Did Japan get lucky?
Stories from South Asia, Italy, Iraqi Kurdistan, South Africa and how Japan escaped the worst of the pandemic. Was it partly down to good luck? With Kate Adie.
Japan has some very densely populated cities and the world’s highest proportion of elderly citizens. A disaster waiting to happen in the coronavirus pandemic? But the country has had a low death rate, despite only imposing a mild lockdown. What's the secret, or was it just luck, asks Rupert Wingfield-Hayes in Tokyo.
The George Floyd anti-racism protests have been supported in Asia too, but the conversation around race and colour is very loaded for South Asians themselves – where the criticism has been that the deep divides within South Asian society itself aren't scrutinised enough. There can even be discrimination in the same family, if siblings have different skin tones, as Karishma Vaswani has found.

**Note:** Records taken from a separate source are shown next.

//! Batch loader with per-epoch shuffling and background prefetch
//!
//! Each call to [`BatchLoader::iter`] plans one epoch of index chunks, then a
//! worker thread turns the chunks into tensors ahead of the consumer. The
//! channel is bounded, so at most `prefetch` batches wait in memory. A panic
//! in the worker is re-raised on the consuming thread.

use std::sync::Arc;
use std::panic;
use std::thread::{self, JoinHandle};

use burn::data::dataloader::batcher::Batcher;
use burn::data::dataset::Dataset;
use burn::prelude::*;
use crossbeam_channel::{bounded, Receiver};
use rand::seq::SliceRandom;
use rand::SeedableRng;
use rand_chacha::ChaCha8Rng;
use tracing::trace;

use super::{MnistBatch, MnistBatcher, MnistSample, MnistSplit};

/// Epoch-by-epoch batch source over a cached split
pub struct BatchLoader<B: Backend> {
    split: MnistSplit,
    batcher: MnistBatcher<B>,
    batch_size: usize,
    prefetch: usize,
    rng: Option<ChaCha8Rng>,
}

impl<B: Backend> BatchLoader<B> {
    /// Sequential loader, one batch prefetched
    pub fn new(split: MnistSplit, batcher: MnistBatcher<B>, batch_size: usize) -> Self {
        Self {
            split,
            batcher,
            batch_size: batch_size.max(1),
            prefetch: 1,
            rng: None,
        }
    }

    /// Reshuffle the whole split every epoch
    pub fn shuffled(mut self, seed: u64) -> Self {
        self.rng = Some(ChaCha8Rng::seed_from_u64(seed));
        self
    }

    pub fn with_prefetch(mut self, depth: usize) -> Self {
        self.prefetch = depth.max(1);
        self
    }

    /// Number of batches per epoch
    pub fn len(&self) -> usize {
        self.split.num_batches(self.batch_size)
    }

    pub fn is_empty(&self) -> bool {
        self.len() == 0
    }

    /// Index chunks for the next epoch
    pub fn plan_epoch(&mut self) -> Vec<Vec<usize>> {
        let mut indices: Vec<usize> = (0..self.split.len()).collect();
        if let Some(rng) = self.rng.as_mut() {
            indices.shuffle(rng);
        }
        indices
            .chunks(self.batch_size)
            .map(<[usize]>::to_vec)
            .collect()
    }

    /// Start streaming the next epoch
    pub fn iter(&mut self) -> BatchStream<B> {
        let plan = self.plan_epoch();
        BatchStream::spawn(plan, self.split.samples(), self.batcher.clone(), self.prefetch)
    }
}

/// Batches of one epoch, assembled by a background worker
pub struct BatchStream<B: Backend> {
    receiver: Receiver<MnistBatch<B>>,
    remaining: usize,
    worker: Option<JoinHandle<()>>,
}

impl<B: Backend> BatchStream<B> {
    fn spawn(
        plan: Vec<Vec<usize>>,
        samples: Arc<Vec<MnistSample>>,
        batcher: MnistBatcher<B>,
        prefetch: usize,
    ) -> Self {
        let (sender, receiver) = bounded(prefetch);
        let remaining = plan.len();

        let worker = thread::spawn(move || {
            for (index, chunk) in plan.into_iter().enumerate() {
                let items: Vec<_> = chunk.iter().map(|&i| samples[i].clone()).collect();
                if sender.send(batcher.batch(items)).is_err() {
                    trace!("Batch stream dropped after {} batches", index);
                    break;
                }
            }
        });

        Self {
            receiver,
            remaining,
            worker: Some(worker),
        }
    }
}

impl<B: Backend> Iterator for BatchStream<B> {
    type Item = MnistBatch<B>;

    fn next(&mut self) -> Option<Self::Item> {
        if self.remaining == 0 {
            return None;
        }
        match self.receiver.recv() {
            Ok(batch) => {
                self.remaining -= 1;
                Some(batch)
            }
            Err(_) => {
                // the worker hung up early
                if let Some(Err(payload)) = self.worker.take().map(JoinHandle::join) {
                    panic::resume_unwind(payload);
                }
                self.remaining = 0;
                None
            }
        }
    }

    fn size_hint(&self) -> (usize, Option<usize>) {
        (self.remaining, Some(self.remaining))
    }
}

impl<B: Backend> ExactSizeIterator for BatchStream<B> {}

In Italy, lockdown was imposed in February, and Italian children haven’t been to school since, nor are there plans for them to return before September. And the lockdown was so strict, that most children couldn't see their friends even in a socially-distanced way. But then a mayor had an idea, as Dany Mitzman reports.
Fancy a walk in the fresh mountain air? How about Northern Iraq? Iraqi Kurdistan may be better known for armed conflict, but has now become a location for outdoor pursuits with a long-distance hiking trail. There's still the risk of mines or drone strikes, but the reward of beautiful scenery and greater social freedoms than in the cities, as Leon McCarran found.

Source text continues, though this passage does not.